# Study material

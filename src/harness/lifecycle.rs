//! Per-test setup and teardown
//!
//! [`LimitedTestCase`] wraps one test body. Setup arms the cooperative timeout and, when asked, the alarm.
//! Teardown always runs every step in a fixed order, so a failing body can neither skip the leak check nor hide
//! a teardown failure:
//!
//! 1. cancel the cooperative timeout
//! 2. restore the SIGALRM state
//! 3. drain the worker pool
//! 4. drop whatever the body captured
//! 5. yield once so pending cancellations settle
//! 6. verify the hub is empty

use std::panic::{self, AssertUnwindSafe};
use std::time::Duration;

use hubcheck_core::{Hub, WorkerPool, panic_message};
use tracing::{debug, warn};

use super::alarm::{AlarmAction, AlarmGuard};
use super::conditions::{SkipCondition, TestContext, skip_if, skip_unless};
use super::errors::{HarnessError, HarnessResult};
use super::leak::verify_hub_empty;
use super::timeout::CooperativeTimeout;

/// Cooperative deadline applied when a test does not choose its own.
pub const DEFAULT_TIMEOUT: Duration = Duration::from_secs(10);

/// Per-test knobs.
#[derive(Debug)]
pub struct TestSettings {
    pub timeout: Duration,
    pub alarm: Option<(u32, AlarmAction)>,
    skip_if: Vec<SkipCondition>,
    skip_unless: Vec<SkipCondition>,
}

impl Default for TestSettings {
    fn default() -> Self {
        Self {
            timeout: DEFAULT_TIMEOUT,
            alarm: None,
            skip_if: Vec::new(),
            skip_unless: Vec::new(),
        }
    }
}

impl TestSettings {
    pub fn new() -> Self {
        Self::default()
    }

    pub fn with_timeout(mut self, timeout: Duration) -> Self {
        self.timeout = timeout;
        self
    }

    pub fn with_alarm(mut self, seconds: u32, action: AlarmAction) -> Self {
        self.alarm = Some((seconds, action));
        self
    }

    pub fn skip_if(mut self, condition: impl Into<SkipCondition>) -> Self {
        self.skip_if.push(condition.into());
        self
    }

    pub fn skip_unless(mut self, condition: impl Into<SkipCondition>) -> Self {
        self.skip_unless.push(condition.into());
        self
    }

    fn check_skips(&self, ctx: &TestContext<'_>) -> HarnessResult<()> {
        for condition in &self.skip_if {
            skip_if(condition, ctx)?;
        }
        for condition in &self.skip_unless {
            skip_unless(condition, ctx)?;
        }
        Ok(())
    }
}

/// One test's armed deadlines plus the hub and pool it must leave clean.
pub struct LimitedTestCase<'h, H: Hub + ?Sized> {
    name: String,
    hub: &'h H,
    timeout: CooperativeTimeout<'h, H>,
    alarm: Option<AlarmGuard>,
    alarm_action: AlarmAction,
    pool: Option<&'h dyn WorkerPool>,
    settings: TestSettings,
}

impl<'h, H: Hub + ?Sized> LimitedTestCase<'h, H> {
    pub fn set_up(name: impl Into<String>, hub: &'h H, settings: TestSettings) -> HarnessResult<Self> {
        let name = name.into();
        let timeout = CooperativeTimeout::arm(hub, settings.timeout);
        let (alarm, alarm_action) = match settings.alarm {
            Some((seconds, action)) => (Some(AlarmGuard::arm(seconds, action)?), action),
            None => (None, AlarmAction::default()),
        };
        debug!(test = %name, hub = hub.name(), timeout = ?settings.timeout, "test set up");
        Ok(Self {
            name,
            hub,
            timeout,
            alarm,
            alarm_action,
            pool: None,
            settings,
        })
    }

    /// Drain `pool` during teardown.
    pub fn with_pool(mut self, pool: &'h dyn WorkerPool) -> Self {
        self.pool = Some(pool);
        self
    }

    pub fn name(&self) -> &str {
        &self.name
    }

    pub fn hub(&self) -> &'h H {
        self.hub
    }

    pub fn context(&self) -> TestContext<'_> {
        TestContext {
            test_name: &self.name,
            hub_name: self.hub.name(),
        }
    }

    /// Replace the cooperative deadline; the previous one can no longer fire.
    pub fn reset_timeout(&mut self, timeout: Duration) {
        self.timeout.reset(timeout);
    }

    /// Arm (or re-arm) the alarm for the rest of this test.
    ///
    /// An existing guard is restored first, so the state saved by the new guard is the one from before the
    /// test started.
    pub fn set_alarm(&mut self, seconds: u32) -> HarnessResult<()> {
        if let Some(guard) = self.alarm.take() {
            guard.disarm()?;
        }
        self.alarm = Some(AlarmGuard::arm(seconds, self.alarm_action)?);
        Ok(())
    }

    /// Fail if a recording alarm has fired.
    pub fn check_alarm(&self) -> HarnessResult<()> {
        match &self.alarm {
            Some(guard) => guard.check(),
            None => Ok(()),
        }
    }

    /// Run teardown and return every failure it hit, in order.
    fn tear_down_steps(mut self) -> Vec<HarnessError> {
        let mut failures = Vec::new();

        self.timeout.cancel();

        if let Some(guard) = self.alarm.take() {
            if let Err(err) = guard.disarm() {
                warn!(test = %self.name, %err, "alarm restore failed");
                failures.push(err);
            }
        }

        if let Some(pool) = self.pool {
            pool.kill_all();
        }

        if let Err(expired) = self.hub.yield_once() {
            failures.push(expired.into());
        }

        if let Err(err) = verify_hub_empty(self.hub) {
            warn!(test = %self.name, %err, "hub not empty after test");
            failures.push(err);
        }

        debug!(test = %self.name, failures = failures.len(), "test torn down");
        failures
    }

    pub fn tear_down(self) -> HarnessResult<()> {
        match HarnessError::merge(None, self.tear_down_steps()) {
            Some(err) => Err(err),
            None => Ok(()),
        }
    }

    /// Evaluate skip conditions, run `body`, then always tear down.
    ///
    /// A panic in `body` becomes [`HarnessError::Panicked`]. A body failure and teardown failures are reported
    /// together.
    pub fn run<T, F>(mut self, body: F) -> HarnessResult<T>
    where
        F: FnOnce(&mut Self) -> HarnessResult<T>,
    {
        let outcome = match self.settings.check_skips(&self.context()) {
            Ok(()) => match panic::catch_unwind(AssertUnwindSafe(|| body(&mut self))) {
                Ok(result) => result,
                Err(payload) => Err(HarnessError::Panicked(panic_message(payload.as_ref()))),
            },
            Err(skip) => Err(skip),
        };

        let failures = self.tear_down_steps();
        match outcome {
            Ok(value) => match HarnessError::merge(None, failures) {
                Some(err) => Err(err),
                None => Ok(value),
            },
            Err(err) => Err(err.with_teardown(failures)),
        }
    }
}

# Your objective
Wherever the string "LimitedTestCase" occurs in the records, copy the line it is in.

# Output
//! [`LimitedTestCase`] wraps one test body. Setup arms the cooperative timeout and, when asked, the alarm.
pub struct LimitedTestCase<'h, H: Hub + ?Sized> {
impl<'h, H: Hub + ?Sized> LimitedTestCase<'h, H> {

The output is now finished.